Efficient composite dispersants for high solid content, low viscosity nano-zirconia slurries: An experimental and molecular dynamics simulation study

Abstract

An effective dispersant is essential for creating a high-quality water-based ceramic suspension. When the solid content of the slurry is high, a single dispersant proves inadequate. This study proposes a strategy for producing nano-YSZ (yttria-stabilized zirconia) ceramic slurries with high solid content and low viscosity using compound dispersants ammonium polyacrylate (PAANH4) and fructose. The efficacy of dispersion is evaluated through rheological experiments and zeta potential analysis.
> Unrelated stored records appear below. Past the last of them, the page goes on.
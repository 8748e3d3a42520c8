use std::time::Instant;

use serde::{Deserialize, Serialize};
use thiserror::Error;
use tracing::info;

use crate::config::Config;

pub const MAX_RESULTS: u32 = 20;

#[derive(Debug, Serialize)]
pub struct SearchRequest<'a> {
    pub query: &'a str,
    pub max_results: u32,
}

/// Response body; fields we don't read are ignored.
#[derive(Debug, Default, Deserialize)]
pub struct SearchResponse {
    #[serde(default)]
    pub results: Vec<SearchResult>,
}

#[derive(Debug, Clone, Deserialize)]
pub struct SearchResult {
    #[serde(default)]
    pub url: Option<String>,
    #[serde(default)]
    pub title: Option<String>,
}

#[derive(Debug, Error)]
pub enum SearchError {
    #[error("request failed: {0}")]
    Request(#[from] reqwest::Error),
    #[error("search service returned {status}: {body}")]
    Status {
        status: reqwest::StatusCode,
        body: String,
    },
    #[error("malformed response: {0}")]
    Decode(#[from] serde_json::Error),
}

pub trait WebSearch {
    async fn search(&self, request: &SearchRequest<'_>) -> Result<SearchResponse, SearchError>;
}

pub struct TavilyClient {
    http: reqwest::Client,
    api_key: String,
    api_url: String,
}

impl TavilyClient {
    pub fn new(config: &Config) -> Self {
        TavilyClient {
            http: reqwest::Client::new(),
            api_key: config.api_key.clone(),
            api_url: config.api_url.clone(),
        }
    }
}

impl WebSearch for TavilyClient {
    async fn search(&self, request: &SearchRequest<'_>) -> Result<SearchResponse, SearchError> {
        info!("POST {} (max_results={})", self.api_url, request.max_results);
        let start = Instant::now();

        let response = self
            .http
            .post(&self.api_url)
            .bearer_auth(&self.api_key)
            .json(request)
            .send()
            .await?;

        let status = response.status();
        let body = response.text().await?;
        info!(
            "Search answered {} in {}ms",
            status,
            start.elapsed().as_millis()
        );

        if !status.is_success() {
            return Err(SearchError::Status { status, body });
        }
        parse_response(&body)
    }
}

pub fn parse_response(body: &str) -> Result<SearchResponse, SearchError> {
    Ok(serde_json::from_str(body)?)
}
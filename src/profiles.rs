use std::collections::HashSet;

use tracing::debug;

use crate::query::PROFILE_PATTERN;
use crate::tavily::SearchResult;

/// Unique profile URLs in first-seen order.
#[derive(Debug, Default, Clone, PartialEq, Eq)]
pub struct ProfileUrls {
    seen: HashSet<String>,
    urls: Vec<String>,
}

impl ProfileUrls {
    /// Keep results pointing at a profile page, strip query strings, drop repeats.
    pub fn collect(results: &[SearchResult]) -> Self {
        let mut profiles = ProfileUrls::default();

        for result in results {
            let Some(url) = result.url.as_deref() else {
                continue;
            };
            let clean = normalize(url);
            if clean.is_empty() || !clean.contains(PROFILE_PATTERN) {
                continue;
            }
            if profiles.push(clean) {
                debug!(
                    "Kept profile {} ({})",
                    clean,
                    result.title.as_deref().unwrap_or("untitled")
                );
            }
        }

        profiles
    }

    fn push(&mut self, url: &str) -> bool {
        if !self.seen.insert(url.to_string()) {
            return false;
        }
        self.urls.push(url.to_string());
        true
    }

    pub fn len(&self) -> usize {
        self.urls.len()
    }

    pub fn is_empty(&self) -> bool {
        self.urls.is_empty()
    }

    pub fn iter(&self) -> impl Iterator<Item = &str> {
        self.urls.iter().map(String::as_str)
    }
}

/// Everything before the first `?`.
pub fn normalize(url: &str) -> &str {
    url.split('?').next().unwrap_or(url)
}
use std::io::{BufRead, Write};
use std::time::Duration;

use anyhow::Result;
use indicatif::{ProgressBar, ProgressStyle};
use tracing::{info, warn};

use crate::config::{Config, ConfigError};
use crate::profiles::ProfileUrls;
use crate::query::{build_query, company_or_default, DEFAULT_COMPANY};
use crate::report;
use crate::tavily::{SearchError, SearchRequest, WebSearch, MAX_RESULTS};

const SPINNER_TEMPLATE: &str = "{spinner:.green} [{elapsed_precise}] {msg}";

/// How a lookup ended. Every variant has already been reported to the user.
#[derive(Debug)]
pub enum SearchOutcome {
    Profiles(ProfileUrls),
    Config(ConfigError),
    Search(SearchError),
}

/// One search call, then filter and dedupe the returned URLs.
pub async fn find_profiles<S: WebSearch>(search: &S, query: &str) -> Result<ProfileUrls, SearchError> {
    let request = SearchRequest {
        query,
        max_results: MAX_RESULTS,
    };

    let spinner = ProgressBar::new_spinner();
    spinner.set_style(
        ProgressStyle::default_spinner()
            .template(SPINNER_TEMPLATE)
            .unwrap_or_else(|_| ProgressStyle::default_spinner()),
    );
    spinner.set_message("Searching...");
    spinner.enable_steady_tick(Duration::from_millis(100));

    let response = search.search(&request).await;
    spinner.finish_and_clear();

    let response = response?;
    info!("Service returned {} results", response.results.len());
    Ok(ProfileUrls::collect(&response.results))
}

/// Read the company name unless one was supplied up front.
fn resolve_company<R: BufRead, W: Write>(
    company: Option<String>,
    input: &mut R,
    out: &mut W,
) -> Result<String> {
    if let Some(name) = company {
        return Ok(company_or_default(&name));
    }

    write!(
        out,
        "Enter the company name (or press Enter for '{}'): ",
        DEFAULT_COMPANY
    )?;
    out.flush()?;

    let mut line = String::new();
    input.read_line(&mut line)?;
    Ok(company_or_default(&line))
}

/// Full interactive run. Only I/O failures on `input`/`out` surface as `Err`.
pub async fn run<S, F, R, W>(
    config: Result<Config, ConfigError>,
    connect: F,
    company: Option<String>,
    input: &mut R,
    out: &mut W,
) -> Result<SearchOutcome>
where
    S: WebSearch,
    F: FnOnce(&Config) -> S,
    R: BufRead,
    W: Write,
{
    let config = match config {
        Ok(c) => c,
        Err(e) => {
            warn!("{}", e);
            report::print_config_error(out, &e)?;
            return Ok(SearchOutcome::Config(e));
        }
    };

    let company = resolve_company(company, input, out)?;
    writeln!(out, "\n🔍 Searching for HR profiles at {}...", company)?;

    let search = connect(&config);
    let query = build_query(&company);
    writeln!(out, "Executing search with query: {}\n", query)?;
    out.flush()?;

    match find_profiles(&search, &query).await {
        Ok(profiles) => {
            report::print_profiles(out, &company, &profiles)?;
            Ok(SearchOutcome::Profiles(profiles))
        }
        Err(e) => {
            warn!("Search failed for {}: {}", company, e);
            report::print_search_error(out, &e)?;
            Ok(SearchOutcome::Search(e))
        }
    }
}
pub const DEFAULT_COMPANY: &str = "Microsoft";
pub const PROFILE_PATTERN: &str = "linkedin.com/in/";

const ROLE_CLAUSE: &str = "('Human Resources' OR 'Talent Acquisition' OR 'Recruiter')";

/// Trimmed company name, falling back to [`DEFAULT_COMPANY`] when blank.
pub fn company_or_default(raw: &str) -> String {
    match raw.trim() {
        "" => DEFAULT_COMPANY.to_string(),
        name => name.to_string(),
    }
}

/// HR role disjunction + quoted company + site restriction.
pub fn build_query(company: &str) -> String {
    format!("{} '{}' site:{}", ROLE_CLAUSE, company, PROFILE_PATTERN)
}
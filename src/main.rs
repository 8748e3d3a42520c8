mod config;
mod lookup;
mod profiles;
mod query;
mod report;
mod tavily;

use std::io;
use std::time::Instant;

use clap::Parser;
use tracing::info;

use config::Config;
use lookup::SearchOutcome;
use tavily::TavilyClient;

#[derive(Parser)]
#[command(
    name = "hr_lookup",
    about = "Find LinkedIn profiles of HR staff at a company via Tavily search"
)]
struct Cli {
    /// Company to search for (prompts when omitted)
    #[arg(short, long)]
    company: Option<String>,
}

#[tokio::main]
async fn main() -> anyhow::Result<()> {
    tracing_subscriber::fmt()
        .with_writer(io::stderr)
        .with_env_filter(
            tracing_subscriber::EnvFilter::try_from_default_env()
                .unwrap_or_else(|_| "warn".into()),
        )
        .init();

    let t0 = Instant::now();
    let cli = Cli::parse();

    config::load_dotenv();
    let config = Config::from_env();

    let mut input = io::stdin().lock();
    let mut out = io::stdout().lock();

    let outcome =
        lookup::run(config, TavilyClient::new, cli.company, &mut input, &mut out).await?;

    // Failures were already printed; the exit status stays 0 either way.
    match outcome {
        SearchOutcome::Profiles(p) => info!("Lookup finished with {} profiles", p.len()),
        SearchOutcome::Config(e) => info!("Lookup aborted: {}", e),
        SearchOutcome::Search(e) => info!("Lookup failed: {}", e),
    }
    info!("Done in {:.1}s", t0.elapsed().as_secs_f64());

    Ok(())
}
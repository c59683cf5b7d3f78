//! Per-thread error slot.
//!
//! Every thread owns exactly one `ErrorRecord`. Fallible operations write it
//! through `fail()` before returning `Err`, so a caller that only observed a
//! NULL/false at the C boundary can fetch the details on the same thread.
//!
//! Правила:
//! - слот пишется ДО сигнала об ошибке (fail() = record + Err);
//! - чтение без предшествующей ошибки вернёт то, что лежит в слоте
//!   (пустой sentinel или устаревшую запись), это ответственность вызывающего;
//! - другие потоки слот не видят никогда (thread_local!).

use std::cell::RefCell;
use std::fmt;
use std::io;
use std::os::raw::c_int;

use crate::consts::{ERR_FILE_CAP, ERR_MSG_CAP, ERR_NONE_TEXT};
use crate::error::{Error, ErrorKind, Result};

/// C-layout error record. Strings are NUL-terminated UTF-8, truncated on a
/// character boundary when they do not fit.
#[repr(C)]
#[derive(Clone, PartialEq, Eq)]
pub struct ErrorRecord {
    pub kind: ErrorKind,
    pub errno: c_int,
    pub line: u32,
    file: [u8; ERR_FILE_CAP],
    msg: [u8; ERR_MSG_CAP],
}

impl ErrorRecord {
    /// The "no error" sentinel.
    pub const EMPTY: ErrorRecord = ErrorRecord {
        kind: ErrorKind::None,
        errno: 0,
        line: 0,
        file: [0; ERR_FILE_CAP],
        msg: [0; ERR_MSG_CAP],
    };

    pub fn from_error(e: &Error) -> Self {
        let mut rec = Self::EMPTY;
        rec.kind = e.kind();
        rec.errno = e.errno();
        rec.line = e.line();
        copy_truncated(&mut rec.file, e.file());
        copy_truncated(&mut rec.msg, e.message());
        rec
    }

    pub fn is_empty(&self) -> bool {
        self.kind == ErrorKind::None
    }

    pub fn message(&self) -> &str {
        field_str(&self.msg)
    }

    pub fn file(&self) -> &str {
        field_str(&self.file)
    }

    /// snprintf-like rendering into `dst`.
    ///
    /// Writes at most `dst.len() - 1` bytes followed by NUL and returns the
    /// length of the full text, so `ret >= dst.len()` means truncation.
    /// An empty `dst` only measures.
    pub fn strerror(&self, dst: &mut [u8]) -> usize {
        let text = self.to_string();
        let bytes = text.as_bytes();
        if let Some(room) = dst.len().checked_sub(1) {
            let n = bytes.len().min(room);
            dst[..n].copy_from_slice(&bytes[..n]);
            dst[n] = 0;
        }
        bytes.len()
    }
}

impl Default for ErrorRecord {
    fn default() -> Self {
        Self::EMPTY
    }
}

impl fmt::Display for ErrorRecord {
    fn fmt(&self, f: &mut fmt::Formatter<'_>) -> fmt::Result {
        if self.is_empty() {
            return f.write_str(ERR_NONE_TEXT);
        }
        write!(f, "<{}:{}> {}", self.file(), self.line, self.message())?;
        if self.errno != 0 {
            write!(f, " - {}", io::Error::from_raw_os_error(self.errno))?;
        }
        Ok(())
    }
}

impl fmt::Debug for ErrorRecord {
    fn fmt(&self, f: &mut fmt::Formatter<'_>) -> fmt::Result {
        f.debug_struct("ErrorRecord")
            .field("kind", &self.kind)
            .field("errno", &self.errno)
            .field("file", &self.file())
            .field("line", &self.line)
            .field("msg", &self.message())
            .finish()
    }
}

impl serde::Serialize for ErrorRecord {
    fn serialize<S: serde::Serializer>(&self, s: S) -> std::result::Result<S::Ok, S::Error> {
        use serde::ser::SerializeStruct;
        let mut st = s.serialize_struct("ErrorRecord", 5)?;
        st.serialize_field("kind", &self.kind)?;
        st.serialize_field("errno", &self.errno)?;
        st.serialize_field("file", self.file())?;
        st.serialize_field("line", &self.line)?;
        st.serialize_field("msg", self.message())?;
        st.end()
    }
}

fn copy_truncated(dst: &mut [u8], s: &str) {
    let mut n = s.len().min(dst.len() - 1);
    while !s.is_char_boundary(n) {
        n -= 1;
    }
    dst[..n].copy_from_slice(&s.as_bytes()[..n]);
    dst[n..].fill(0);
}

fn field_str(buf: &[u8]) -> &str {
    let end = buf.iter().position(|&b| b == 0).unwrap_or(buf.len());
    std::str::from_utf8(&buf[..end]).unwrap_or_default()
}

// -------- slot (TLS) --------

thread_local! {
    static SLOT: RefCell<ErrorRecord> = const { RefCell::new(ErrorRecord::EMPTY) };
}

/// Overwrite the calling thread's slot with `e`.
pub fn record(e: &Error) {
    log::debug!("errno: {} at {}:{}", e, e.file(), e.line());
    crate::metrics::record_error();
    SLOT.with(|slot| *slot.borrow_mut() = ErrorRecord::from_error(e));
}

/// Record `e` in the calling thread's slot, then signal it.
pub(crate) fn fail<T>(e: Error) -> Result<T> {
    record(&e);
    Err(e)
}

/// Reset the calling thread's slot to the sentinel.
pub fn clear() {
    SLOT.with(|slot| *slot.borrow_mut() = ErrorRecord::EMPTY);
}

/// Borrow the calling thread's slot.
pub fn with_current<R>(f: impl FnOnce(&ErrorRecord) -> R) -> R {
    SLOT.with(|slot| f(&slot.borrow()))
}

/// Copy of the calling thread's slot.
pub fn current() -> ErrorRecord {
    with_current(ErrorRecord::clone)
}

/// Address of the calling thread's slot; stays valid until the thread exits
/// and always shows the latest record written on this thread.
pub fn thread_slot() -> *const ErrorRecord {
    SLOT.with(|slot| slot.as_ptr() as *const ErrorRecord)
}

#[cfg(test)]
mod tests {
    use super::*;

    #[test]
    fn fresh_thread_sees_empty_slot() {
        let rec = std::thread::spawn(current).join().unwrap();
        assert!(rec.is_empty());
        assert_eq!(rec.to_string(), ERR_NONE_TEXT);
    }

    #[test]
    fn fail_writes_slot_before_returning() {
        clear();
        let r: Result<()> = fail(Error::new(ErrorKind::CapExceeded, "cap 4 reached"));
        let err = r.unwrap_err();

        let rec = current();
        assert_eq!(rec.kind, ErrorKind::CapExceeded);
        assert_eq!(rec.message(), "cap 4 reached");
        assert_eq!(rec.line, err.line());
        assert_eq!(rec.file(), err.file());
    }

    #[test]
    fn clear_resets_to_sentinel() {
        record(&Error::new(ErrorKind::InvalidArg, "x"));
        assert!(!current().is_empty());
        clear();
        assert!(current().is_empty());
    }

    #[test]
    fn slots_are_isolated_between_threads() {
        clear();
        std::thread::spawn(|| {
            record(&Error::new(ErrorKind::NoMem, "from other thread"));
            assert_eq!(current().kind, ErrorKind::NoMem);
        })
        .join()
        .unwrap();
        assert!(current().is_empty(), "other thread's error leaked: {:?}", current());
    }

    #[test]
    fn thread_slot_pointer_is_stable_and_live() {
        clear();
        let p = thread_slot();
        assert_eq!(p, thread_slot());
        record(&Error::new(ErrorKind::InvalidArg, "live"));
        let rec = unsafe { &*p };
        assert_eq!(rec.kind, ErrorKind::InvalidArg);
        assert_eq!(rec.message(), "live");
    }

    #[test]
    fn long_message_truncated_on_char_boundary() {
        // 'я' = 2 байта, граница ERR_MSG_CAP-1 попадает в середину символа
        let msg = "я".repeat(ERR_MSG_CAP);
        let rec = ErrorRecord::from_error(&Error::new(ErrorKind::InvalidArg, msg));
        let got = rec.message();
        assert!(got.len() <= ERR_MSG_CAP - 1);
        assert_eq!(got.len() % 2, 0);
        assert!(got.chars().all(|c| c == 'я'));
    }

    #[test]
    fn strerror_formats_and_truncates() {
        let e = Error::new(ErrorKind::Io, "open data").with_errno(2);
        let rec = ErrorRecord::from_error(&e);
        let full = rec.to_string();
        assert!(full.starts_with('<'), "{full}");
        assert!(full.contains(&format!(":{}> open data - ", e.line())), "{full}");

        let mut big = [0xFFu8; 512];
        let n = rec.strerror(&mut big);
        assert_eq!(n, full.len());
        assert_eq!(&big[..n], full.as_bytes());
        assert_eq!(big[n], 0);

        let mut small = [0xFFu8; 4];
        assert_eq!(rec.strerror(&mut small), full.len());
        assert_eq!(&small[..3], &full.as_bytes()[..3]);
        assert_eq!(small[3], 0);

        assert_eq!(rec.strerror(&mut []), full.len());
    }

    #[test]
    fn serializes_as_flat_json() {
        let rec = ErrorRecord::from_error(&Error::new(ErrorKind::NullArg, "pairs is null"));
        let v = serde_json::to_value(&rec).unwrap();
        assert_eq!(v["kind"], "NullArg");
        assert_eq!(v["msg"], "pairs is null");
        assert_eq!(v["errno"], 0);
    }
}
The optimal dispersant effect is achieved when the compound dispersants are added in the following proportions: PAANH4 = 0.5 wt% and fructose = 5 wt%. Consequently, the viscosity of the nano-YSZ slurry, with a solid content of 50 vol%, is reduced to 696 mPa·s at a shear rate of 100 s−1. Both PAANH4 and fructose effectively lower the slurry’s viscosity via two separate mechanisms: electrostatic-steric stabilization and increasement of free water content. Molecular dynamics (MD) simulation was utilized to examine the nanoparticle dispersion process. The results show that after adding dispersants, the distance between two equilibrium particles is 4 nm, and the potential mean force curve displays a clear energy barrier. This provides a new method for investigating the dispersion effects of dispersants.